● DATA SHOWN

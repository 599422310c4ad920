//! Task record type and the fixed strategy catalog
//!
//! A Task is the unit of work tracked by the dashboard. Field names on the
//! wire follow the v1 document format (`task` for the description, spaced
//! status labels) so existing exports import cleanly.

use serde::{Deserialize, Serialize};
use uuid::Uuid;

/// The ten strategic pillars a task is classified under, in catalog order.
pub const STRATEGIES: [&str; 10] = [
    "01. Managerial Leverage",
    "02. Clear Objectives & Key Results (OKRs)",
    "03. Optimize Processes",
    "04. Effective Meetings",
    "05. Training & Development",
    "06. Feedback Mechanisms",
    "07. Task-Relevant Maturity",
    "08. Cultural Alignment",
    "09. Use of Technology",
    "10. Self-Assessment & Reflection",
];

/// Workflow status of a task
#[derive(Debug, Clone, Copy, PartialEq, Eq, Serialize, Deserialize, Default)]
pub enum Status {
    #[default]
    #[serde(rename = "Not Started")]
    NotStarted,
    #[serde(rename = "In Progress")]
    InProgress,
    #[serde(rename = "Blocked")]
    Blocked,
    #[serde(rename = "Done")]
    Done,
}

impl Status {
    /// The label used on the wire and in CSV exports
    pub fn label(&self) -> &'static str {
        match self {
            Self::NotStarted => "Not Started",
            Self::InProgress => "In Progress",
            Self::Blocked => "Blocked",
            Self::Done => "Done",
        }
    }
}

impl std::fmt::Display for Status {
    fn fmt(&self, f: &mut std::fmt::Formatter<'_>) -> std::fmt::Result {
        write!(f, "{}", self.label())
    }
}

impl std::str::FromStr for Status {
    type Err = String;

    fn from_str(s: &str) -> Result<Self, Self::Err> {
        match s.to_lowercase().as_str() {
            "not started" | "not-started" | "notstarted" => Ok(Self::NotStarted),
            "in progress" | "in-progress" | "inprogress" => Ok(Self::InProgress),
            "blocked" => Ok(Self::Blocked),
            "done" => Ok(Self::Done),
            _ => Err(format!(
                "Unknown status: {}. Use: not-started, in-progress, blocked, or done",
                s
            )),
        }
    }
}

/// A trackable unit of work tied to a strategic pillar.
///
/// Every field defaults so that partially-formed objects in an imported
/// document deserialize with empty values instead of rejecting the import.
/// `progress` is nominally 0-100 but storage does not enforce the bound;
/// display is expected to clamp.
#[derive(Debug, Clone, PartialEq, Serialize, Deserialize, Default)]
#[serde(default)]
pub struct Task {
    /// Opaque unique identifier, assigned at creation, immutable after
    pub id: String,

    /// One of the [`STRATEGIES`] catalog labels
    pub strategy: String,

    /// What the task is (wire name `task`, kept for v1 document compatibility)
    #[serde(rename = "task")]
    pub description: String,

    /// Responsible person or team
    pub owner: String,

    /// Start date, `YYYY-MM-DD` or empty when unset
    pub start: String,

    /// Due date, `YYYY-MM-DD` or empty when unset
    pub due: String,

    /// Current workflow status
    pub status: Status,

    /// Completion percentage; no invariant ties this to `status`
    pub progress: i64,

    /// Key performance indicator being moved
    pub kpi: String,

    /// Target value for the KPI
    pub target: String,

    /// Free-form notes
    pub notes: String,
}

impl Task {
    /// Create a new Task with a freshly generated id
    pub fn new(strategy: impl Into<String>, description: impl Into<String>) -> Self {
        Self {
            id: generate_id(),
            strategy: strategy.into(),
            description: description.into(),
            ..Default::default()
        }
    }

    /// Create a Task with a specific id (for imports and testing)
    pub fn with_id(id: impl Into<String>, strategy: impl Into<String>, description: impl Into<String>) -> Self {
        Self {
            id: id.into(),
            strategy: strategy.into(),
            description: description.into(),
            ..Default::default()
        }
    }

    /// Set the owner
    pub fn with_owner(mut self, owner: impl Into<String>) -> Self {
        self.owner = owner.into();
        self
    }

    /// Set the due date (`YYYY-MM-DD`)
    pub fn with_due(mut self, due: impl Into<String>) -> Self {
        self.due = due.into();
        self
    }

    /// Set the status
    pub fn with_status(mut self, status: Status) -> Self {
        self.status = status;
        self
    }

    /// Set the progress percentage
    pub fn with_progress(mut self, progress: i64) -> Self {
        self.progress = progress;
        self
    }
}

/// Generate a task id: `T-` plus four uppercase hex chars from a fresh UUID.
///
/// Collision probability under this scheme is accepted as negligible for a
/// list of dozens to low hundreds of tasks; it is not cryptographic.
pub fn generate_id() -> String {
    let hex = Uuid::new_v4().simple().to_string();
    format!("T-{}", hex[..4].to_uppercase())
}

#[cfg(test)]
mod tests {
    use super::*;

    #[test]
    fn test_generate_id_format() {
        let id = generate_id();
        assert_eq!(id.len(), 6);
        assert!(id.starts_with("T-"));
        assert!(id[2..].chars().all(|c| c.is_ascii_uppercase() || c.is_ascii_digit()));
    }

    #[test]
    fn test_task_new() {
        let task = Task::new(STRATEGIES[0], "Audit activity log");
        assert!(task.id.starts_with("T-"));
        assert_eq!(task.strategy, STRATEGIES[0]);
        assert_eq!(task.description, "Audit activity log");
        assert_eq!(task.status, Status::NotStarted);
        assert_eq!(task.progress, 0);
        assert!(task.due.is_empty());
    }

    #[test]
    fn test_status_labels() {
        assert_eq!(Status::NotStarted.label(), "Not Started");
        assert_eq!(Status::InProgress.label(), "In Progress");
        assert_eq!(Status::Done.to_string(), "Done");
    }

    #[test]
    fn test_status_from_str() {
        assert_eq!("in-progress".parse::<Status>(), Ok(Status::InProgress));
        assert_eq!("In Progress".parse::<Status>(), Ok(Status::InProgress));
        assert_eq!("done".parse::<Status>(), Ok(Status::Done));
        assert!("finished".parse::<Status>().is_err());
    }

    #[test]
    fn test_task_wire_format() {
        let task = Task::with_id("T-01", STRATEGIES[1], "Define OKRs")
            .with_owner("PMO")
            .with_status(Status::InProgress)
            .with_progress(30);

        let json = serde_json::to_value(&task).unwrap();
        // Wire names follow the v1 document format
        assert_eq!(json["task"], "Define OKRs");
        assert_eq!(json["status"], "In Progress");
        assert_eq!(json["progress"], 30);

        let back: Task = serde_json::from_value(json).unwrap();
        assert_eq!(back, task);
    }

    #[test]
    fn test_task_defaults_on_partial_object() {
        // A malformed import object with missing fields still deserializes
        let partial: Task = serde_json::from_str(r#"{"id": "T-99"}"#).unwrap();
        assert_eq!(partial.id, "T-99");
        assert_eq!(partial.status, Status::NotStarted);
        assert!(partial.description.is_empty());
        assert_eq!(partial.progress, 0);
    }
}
* * *
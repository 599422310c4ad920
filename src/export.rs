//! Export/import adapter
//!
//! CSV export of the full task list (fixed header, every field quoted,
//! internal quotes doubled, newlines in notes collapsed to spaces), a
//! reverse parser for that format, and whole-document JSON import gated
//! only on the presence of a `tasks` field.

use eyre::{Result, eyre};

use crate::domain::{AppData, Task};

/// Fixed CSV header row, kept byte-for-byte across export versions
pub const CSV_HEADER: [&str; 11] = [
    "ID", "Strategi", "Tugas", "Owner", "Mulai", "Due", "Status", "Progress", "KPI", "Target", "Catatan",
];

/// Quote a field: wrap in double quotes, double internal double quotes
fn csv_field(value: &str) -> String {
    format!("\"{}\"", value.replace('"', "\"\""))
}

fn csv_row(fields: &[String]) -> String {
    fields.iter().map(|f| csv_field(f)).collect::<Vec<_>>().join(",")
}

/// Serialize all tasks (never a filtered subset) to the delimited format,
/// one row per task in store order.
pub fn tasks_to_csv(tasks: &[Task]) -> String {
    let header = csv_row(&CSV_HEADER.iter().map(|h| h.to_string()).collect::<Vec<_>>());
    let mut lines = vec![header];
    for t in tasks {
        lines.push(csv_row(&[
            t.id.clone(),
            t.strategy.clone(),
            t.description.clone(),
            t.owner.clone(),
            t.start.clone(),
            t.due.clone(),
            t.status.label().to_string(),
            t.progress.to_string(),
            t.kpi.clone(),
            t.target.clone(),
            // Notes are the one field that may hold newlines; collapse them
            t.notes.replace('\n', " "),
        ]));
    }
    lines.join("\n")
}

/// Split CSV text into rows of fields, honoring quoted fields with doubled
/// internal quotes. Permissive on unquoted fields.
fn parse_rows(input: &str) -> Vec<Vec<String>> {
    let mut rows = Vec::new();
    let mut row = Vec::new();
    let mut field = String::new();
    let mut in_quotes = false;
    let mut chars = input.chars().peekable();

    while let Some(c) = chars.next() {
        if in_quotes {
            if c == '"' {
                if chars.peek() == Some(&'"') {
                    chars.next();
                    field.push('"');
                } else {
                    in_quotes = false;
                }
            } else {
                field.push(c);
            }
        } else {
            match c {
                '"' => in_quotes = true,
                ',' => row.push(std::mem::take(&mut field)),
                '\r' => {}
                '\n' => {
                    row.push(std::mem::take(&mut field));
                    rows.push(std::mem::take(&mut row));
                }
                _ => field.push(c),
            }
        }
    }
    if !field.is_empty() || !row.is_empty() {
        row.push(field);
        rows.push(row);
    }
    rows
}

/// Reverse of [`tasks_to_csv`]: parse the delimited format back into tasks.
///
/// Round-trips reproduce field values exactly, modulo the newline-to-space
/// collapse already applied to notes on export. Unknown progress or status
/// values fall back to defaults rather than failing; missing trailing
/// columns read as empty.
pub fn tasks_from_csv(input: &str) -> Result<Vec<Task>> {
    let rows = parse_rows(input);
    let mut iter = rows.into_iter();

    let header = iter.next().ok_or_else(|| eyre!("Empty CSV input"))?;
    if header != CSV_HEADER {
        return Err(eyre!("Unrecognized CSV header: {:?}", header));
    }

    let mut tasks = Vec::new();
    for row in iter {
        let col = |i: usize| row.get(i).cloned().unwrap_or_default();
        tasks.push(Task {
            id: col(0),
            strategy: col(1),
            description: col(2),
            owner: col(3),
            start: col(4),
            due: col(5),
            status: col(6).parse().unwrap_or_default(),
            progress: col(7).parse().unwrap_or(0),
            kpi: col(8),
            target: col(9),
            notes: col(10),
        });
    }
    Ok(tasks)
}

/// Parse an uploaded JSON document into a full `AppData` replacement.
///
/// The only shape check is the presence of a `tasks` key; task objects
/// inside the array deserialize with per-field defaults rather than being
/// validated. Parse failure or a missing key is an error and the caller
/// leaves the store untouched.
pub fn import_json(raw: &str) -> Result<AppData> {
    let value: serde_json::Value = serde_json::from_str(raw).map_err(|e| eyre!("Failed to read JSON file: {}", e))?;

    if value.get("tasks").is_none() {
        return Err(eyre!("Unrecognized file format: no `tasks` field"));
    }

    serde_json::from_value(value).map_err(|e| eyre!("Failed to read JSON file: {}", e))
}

● TASK OBJECTIVE
Go through the data and show every line where "PartialEq" occurs.

● OUTPUT FOR THIS TASK
#[derive(Debug, Clone, Copy, PartialEq, Eq, Serialize, Deserialize, Default)]
#[derive(Debug, Clone, PartialEq, Serialize, Deserialize, Default)]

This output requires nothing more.